Supplied data Start Marker

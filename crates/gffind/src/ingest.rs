//! Ingestion pipeline: stream GFF3 lines into a freshly created table.
//!
//! Each feature line is parsed completely before anything touches the store,
//! so a malformed line never produces a partial row. Rows committed before a
//! failure stay in the table.

use std::fs::File;
use std::io::{BufRead, BufReader};
use std::path::Path;

use serde::Serialize;

use crate::parser::{parse_line, Line};
use crate::store::{GffDatabase, GffTable};
use crate::types::GffResult;

/// Outcome of a successful ingestion.
#[derive(Debug, Clone, PartialEq, Eq, Serialize)]
pub struct IngestReport {
    /// Name the table was actually created under.
    pub table: String,
    /// Feature rows inserted.
    pub rows: usize,
    /// Attribute columns added.
    pub columns_added: usize,
}

/// Ingest a GFF3 file into a new table named after `desired`.
pub fn ingest_file(db: &GffDatabase, path: &Path, desired: &str) -> GffResult<IngestReport> {
    let file = File::open(path)?;
    tracing::info!("Parsing {}", path.display());
    ingest_reader(db, BufReader::new(file), desired)
}

/// Ingest GFF3 text from any buffered reader into a new table.
pub fn ingest_reader<R: BufRead>(
    db: &GffDatabase,
    reader: R,
    desired: &str,
) -> GffResult<IngestReport> {
    let mut table = db.create_table(desired)?;
    let mut report = IngestReport {
        table: table.name().to_string(),
        rows: 0,
        columns_added: 0,
    };

    if let Err(e) = load_lines(db, &mut table, reader, &mut report) {
        tracing::warn!(
            "Ingestion into {} stopped after {} committed rows: {e}",
            report.table,
            report.rows
        );
        return Err(e);
    }

    tracing::info!(
        "Created table {} with {} entries ({} attribute columns)",
        report.table,
        report.rows,
        report.columns_added
    );
    Ok(report)
}

fn load_lines<R: BufRead>(
    db: &GffDatabase,
    table: &mut GffTable,
    reader: R,
    report: &mut IngestReport,
) -> GffResult<()> {
    for (idx, line) in reader.lines().enumerate() {
        let line = line?;
        let record = match parse_line(&line, idx + 1)? {
            Line::Skip => continue,
            Line::FastaStart => {
                tracing::debug!("FASTA section at line {}, stopping", idx + 1);
                break;
            }
            Line::Feature(record) => record,
        };

        for (key, _) in &record.attributes {
            if db.ensure_column(table, key)? {
                report.columns_added += 1;
            }
        }
        db.insert_record(table, &record)?;
        report.rows += 1;
    }
    Ok(())
}
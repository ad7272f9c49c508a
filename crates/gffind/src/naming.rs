//! Unique name generation for tables and output files.

use std::path::{Path, PathBuf};

/// Default table name for a parse run.
pub const DEFAULT_TABLE: &str = "gff";

/// Default stem for query result files.
pub const DEFAULT_OUTPUT: &str = "gff_search_results";

/// Extension appended to result files.
pub const OUTPUT_EXTENSION: &str = "txt";

/// Return `desired` if unused, else `desired2`, `desired3`, ...
pub fn generate_unique_name<S: AsRef<str>>(desired: &str, existing: &[S]) -> String {
    unique_name_by(desired, |candidate| {
        existing.iter().any(|name| name.as_ref() == candidate)
    })
}

/// Like [`generate_unique_name`], with a caller-supplied "is taken" test.
pub fn unique_name_by<F>(desired: &str, mut taken: F) -> String
where
    F: FnMut(&str) -> bool,
{
    let mut name = desired.to_string();
    let mut suffix = 1u64;
    while taken(&name) {
        suffix += 1;
        name = format!("{desired}{suffix}");
    }
    name
}

/// Pick a result file path in `dir` that does not collide with any existing
/// file, comparing extension-stripped names.
pub fn unique_output_path(dir: &Path, desired: &str) -> std::io::Result<PathBuf> {
    let mut stems = Vec::new();
    for entry in std::fs::read_dir(dir)? {
        let entry = entry?;
        if !entry.file_type()?.is_file() {
            continue;
        }
        let path = entry.path();
        if let Some(stem) = path.file_stem().and_then(|s| s.to_str()) {
            stems.push(stem.to_string());
        }
    }
    let name = generate_unique_name(desired, &stems);
    Ok(dir.join(format!("{name}.{OUTPUT_EXTENSION}")))
}
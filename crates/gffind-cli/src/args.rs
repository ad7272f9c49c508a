//! Query flags and their mapping onto a [`QueryIntent`].

use clap::{Args, ValueEnum};

use gffind::{
    parse_attribute_filters, parse_attribute_list, FixedField, GffResult, QueryIntent,
    RegionFilter, RegionMode, ReturnField, DEFAULT_TABLE,
};

/// Column groups accepted by `--return`.
#[derive(Debug, Clone, Copy, PartialEq, Eq, ValueEnum)]
pub enum ReturnArg {
    Seqid,
    Source,
    Type,
    /// Both beginning and end.
    Region,
    Beginning,
    End,
    Score,
    Strand,
    Phase,
}

impl From<ReturnArg> for ReturnField {
    fn from(arg: ReturnArg) -> Self {
        let fixed = match arg {
            ReturnArg::Region => return ReturnField::Region,
            ReturnArg::Seqid => FixedField::Seqid,
            ReturnArg::Source => FixedField::Source,
            ReturnArg::Type => FixedField::Type,
            ReturnArg::Beginning => FixedField::Beginning,
            ReturnArg::End => FixedField::End,
            ReturnArg::Score => FixedField::Score,
            ReturnArg::Strand => FixedField::Strand,
            ReturnArg::Phase => FixedField::Phase,
        };
        ReturnField::Fixed(fixed)
    }
}

/// Filters and return columns for `gffind query`.
#[derive(Debug, Clone, Default, Args)]
pub struct QueryArgs {
    /// Table to query.
    #[arg(long, short = 'n')]
    pub name: Option<String>,

    /// Result file stem (".txt" is appended; taken names get a numeric suffix).
    #[arg(long, short = 'o')]
    pub output: Option<String>,

    /// Match features on this sequence (e.g. "chr1").
    #[arg(long)]
    pub seqid: Option<String>,

    /// Match features from this source.
    #[arg(long)]
    pub source: Option<String>,

    /// Match features of this type (e.g. "gene").
    #[arg(long = "type")]
    pub feature_type: Option<String>,

    /// Match features with this score.
    #[arg(long)]
    pub score: Option<String>,

    /// Match features on this strand (+, -, . or ?).
    #[arg(long)]
    pub strand: Option<String>,

    /// Match features with this phase (0, 1, 2 or .).
    #[arg(long)]
    pub phase: Option<String>,

    /// Attribute filters, e.g. 'ID=gene1;Name=foo'.
    #[arg(long)]
    pub attribute: Option<String>,

    /// Features contained within BEGIN-END.
    #[arg(long, value_name = "BEGIN-END",
          conflicts_with_all = ["region_beginning", "region_end", "region_span"])]
    pub region_contained: Option<String>,

    /// Features that begin within BEGIN-END and end after it.
    #[arg(long, value_name = "BEGIN-END",
          conflicts_with_all = ["region_contained", "region_end", "region_span"])]
    pub region_beginning: Option<String>,

    /// Features that begin before BEGIN-END and end within it.
    #[arg(long, value_name = "BEGIN-END",
          conflicts_with_all = ["region_contained", "region_beginning", "region_span"])]
    pub region_end: Option<String>,

    /// Features that span BEGIN-END.
    #[arg(long, value_name = "BEGIN-END",
          conflicts_with_all = ["region_contained", "region_beginning", "region_end"])]
    pub region_span: Option<String>,

    /// Columns to return (comma-separated or repeated).
    #[arg(long = "return", value_enum, value_delimiter = ',')]
    pub returns: Vec<ReturnArg>,

    /// Attribute columns to return, e.g. 'ID;Name'.
    #[arg(long)]
    pub return_attributes: Option<String>,

    /// Return every column.
    #[arg(long, short = 'a')]
    pub all: bool,
}

impl QueryArgs {
    /// Build the query intent. The table defaults to `gff`.
    pub fn into_intent(self) -> GffResult<QueryIntent> {
        let mut intent = QueryIntent {
            query_table_name: Some(self.name.unwrap_or_else(|| DEFAULT_TABLE.to_string())),
            output_name: self.output,
            return_all: self.all,
            ..Default::default()
        };

        let fields = [
            (FixedField::Seqid, self.seqid),
            (FixedField::Source, self.source),
            (FixedField::Type, self.feature_type),
            (FixedField::Score, self.score),
            (FixedField::Strand, self.strand),
            (FixedField::Phase, self.phase),
        ];
        for (field, value) in fields {
            if let Some(value) = value {
                intent.field_filters.insert(field, value);
            }
        }

        if let Some(text) = &self.attribute {
            intent.attribute_filters = parse_attribute_filters(text)?;
        }

        let regions = [
            (RegionMode::Contained, self.region_contained),
            (RegionMode::Beginning, self.region_beginning),
            (RegionMode::End, self.region_end),
            (RegionMode::Span, self.region_span),
        ];
        for (mode, range) in regions {
            if let Some(range) = range {
                intent.region_filter = Some(RegionFilter::parse(mode, &range)?);
            }
        }

        intent.return_fields = self.returns.into_iter().map(ReturnField::from).collect();
        if let Some(text) = &self.return_attributes {
            intent.return_fields.extend(parse_attribute_list(text));
        }

        Ok(intent)
    }
}
//! Predicate compiler: turns a query intent into a condition tree.
//!
//! Conditions are plain data; the store renders them into parameterized SQL,
//! so filter values never become part of the statement text.

use std::fmt;

use serde::{Deserialize, Serialize};

use crate::intent::QueryIntent;
use crate::types::{FixedField, GffError, GffResult};

/// Interval relation between a stored feature and the query range.
#[derive(Debug, Clone, Copy, PartialEq, Eq, Serialize, Deserialize)]
#[serde(rename_all = "snake_case")]
pub enum RegionMode {
    /// Feature lies inside the range.
    Contained,
    /// Feature starts inside the range and runs past its end.
    Beginning,
    /// Feature starts before the range and ends inside it.
    End,
    /// Feature covers the whole range.
    Span,
}

impl fmt::Display for RegionMode {
    fn fmt(&self, f: &mut fmt::Formatter<'_>) -> fmt::Result {
        let name = match self {
            RegionMode::Contained => "contained",
            RegionMode::Beginning => "region-beginning",
            RegionMode::End => "region-end",
            RegionMode::Span => "span",
        };
        f.write_str(name)
    }
}

/// A region predicate: mode plus query range.
#[derive(Debug, Clone, Copy, PartialEq, Eq, Serialize, Deserialize)]
pub struct RegionFilter {
    pub mode: RegionMode,
    pub beg: i64,
    pub end: i64,
}

impl RegionFilter {
    /// Build a region filter. Requires `beg < end`.
    pub fn new(mode: RegionMode, beg: i64, end: i64) -> GffResult<Self> {
        if beg >= end {
            return Err(GffError::InvalidRegion(format!("{beg}-{end}")));
        }
        Ok(Self { mode, beg, end })
    }

    /// Parse a `BEGIN-END` range string.
    pub fn parse(mode: RegionMode, range: &str) -> GffResult<Self> {
        let invalid = || GffError::InvalidRegion(range.to_string());
        let (beg, end) = range.trim().split_once('-').ok_or_else(invalid)?;
        let beg: i64 = beg.trim().parse().map_err(|_| invalid())?;
        let end: i64 = end.trim().parse().map_err(|_| invalid())?;
        Self::new(mode, beg, end).map_err(|_| invalid())
    }

    /// Strict interval comparison over the `beginning` and `end` columns.
    pub fn condition(&self) -> Condition {
        use CompareOp::{Gt, Lt};
        use FixedField::{Beginning, End};

        let (beg, end) = (self.beg, self.end);
        let terms = match self.mode {
            RegionMode::Contained => vec![
                Condition::integer(Beginning, Gt, beg),
                Condition::integer(End, Lt, end),
            ],
            RegionMode::Beginning => vec![
                Condition::integer(Beginning, Gt, beg),
                Condition::integer(Beginning, Lt, end),
                Condition::integer(End, Gt, end),
            ],
            RegionMode::End => vec![
                Condition::integer(Beginning, Lt, beg),
                Condition::integer(End, Lt, end),
                Condition::integer(End, Gt, beg),
            ],
            RegionMode::Span => vec![
                Condition::integer(Beginning, Lt, beg),
                Condition::integer(End, Gt, end),
            ],
        };
        Condition::And(terms)
    }
}

/// Comparison operator.
#[derive(Debug, Clone, Copy, PartialEq, Eq, Serialize, Deserialize)]
pub enum CompareOp {
    Eq,
    Lt,
    Gt,
}

impl CompareOp {
    pub fn as_sql(self) -> &'static str {
        match self {
            CompareOp::Eq => "=",
            CompareOp::Lt => "<",
            CompareOp::Gt => ">",
        }
    }
}

/// A literal compared against a column.
#[derive(Debug, Clone, PartialEq, Serialize, Deserialize)]
pub enum Literal {
    Integer(i64),
    Text(String),
}

/// Boolean condition over stored rows.
#[derive(Debug, Clone, PartialEq, Serialize, Deserialize)]
pub enum Condition {
    /// Matches every row.
    True,
    Compare {
        column: String,
        op: CompareOp,
        value: Literal,
    },
    And(Vec<Condition>),
    Or(Vec<Condition>),
}

impl Condition {
    /// `column = 'value'`.
    pub fn text_eq(column: impl Into<String>, value: impl Into<String>) -> Self {
        Condition::Compare {
            column: column.into(),
            op: CompareOp::Eq,
            value: Literal::Text(value.into()),
        }
    }

    fn integer(field: FixedField, op: CompareOp, value: i64) -> Self {
        Condition::Compare {
            column: field.column().to_string(),
            op,
            value: Literal::Integer(value),
        }
    }

    /// Conjunction of `terms`, collapsing trivial cases.
    pub fn all(terms: Vec<Condition>) -> Self {
        let mut terms: Vec<Condition> = terms
            .into_iter()
            .filter(|t| !matches!(t, Condition::True))
            .collect();
        match terms.len() {
            0 => Condition::True,
            1 => terms.remove(0),
            _ => Condition::And(terms),
        }
    }

    /// Every column name referenced by the condition, in first-use order.
    pub fn columns(&self) -> Vec<&str> {
        let mut out = Vec::new();
        self.collect_columns(&mut out);
        out
    }

    fn collect_columns<'a>(&'a self, out: &mut Vec<&'a str>) {
        match self {
            Condition::True => {}
            Condition::Compare { column, .. } => {
                if !out.contains(&column.as_str()) {
                    out.push(column);
                }
            }
            Condition::And(terms) | Condition::Or(terms) => {
                for term in terms {
                    term.collect_columns(out);
                }
            }
        }
    }
}

/// Compile the filter part of an intent. Fixed-field equalities come first
/// in canonical order, then the region predicate, then attribute equalities;
/// all are ANDed. An intent without filters compiles to [`Condition::True`].
pub fn compile(intent: &QueryIntent) -> Condition {
    let mut terms: Vec<Condition> = intent
        .field_filters
        .iter()
        .map(|(field, value)| Condition::text_eq(field.column(), value.as_str()))
        .collect();

    if let Some(region) = &intent.region_filter {
        terms.push(region.condition());
    }

    terms.extend(
        intent
            .attribute_filters
            .iter()
            .map(|(key, value)| Condition::text_eq(key.as_str(), value.as_str())),
    );

    Condition::all(terms)
}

Supplied data End Marker

Beginning at the line with "pub struct IngestReport" and stopping after the line with "Ingest a GFF3", please write out every line of the data above exactly and nothing else.

# Result of this task
pub struct IngestReport {
    /// Name the table was actually created under.
    pub table: String,
    /// Feature rows inserted.
    pub rows: usize,
    /// Attribute columns added.
    pub columns_added: usize,
}

/// Ingest a GFF3 file into a new table named after `desired`.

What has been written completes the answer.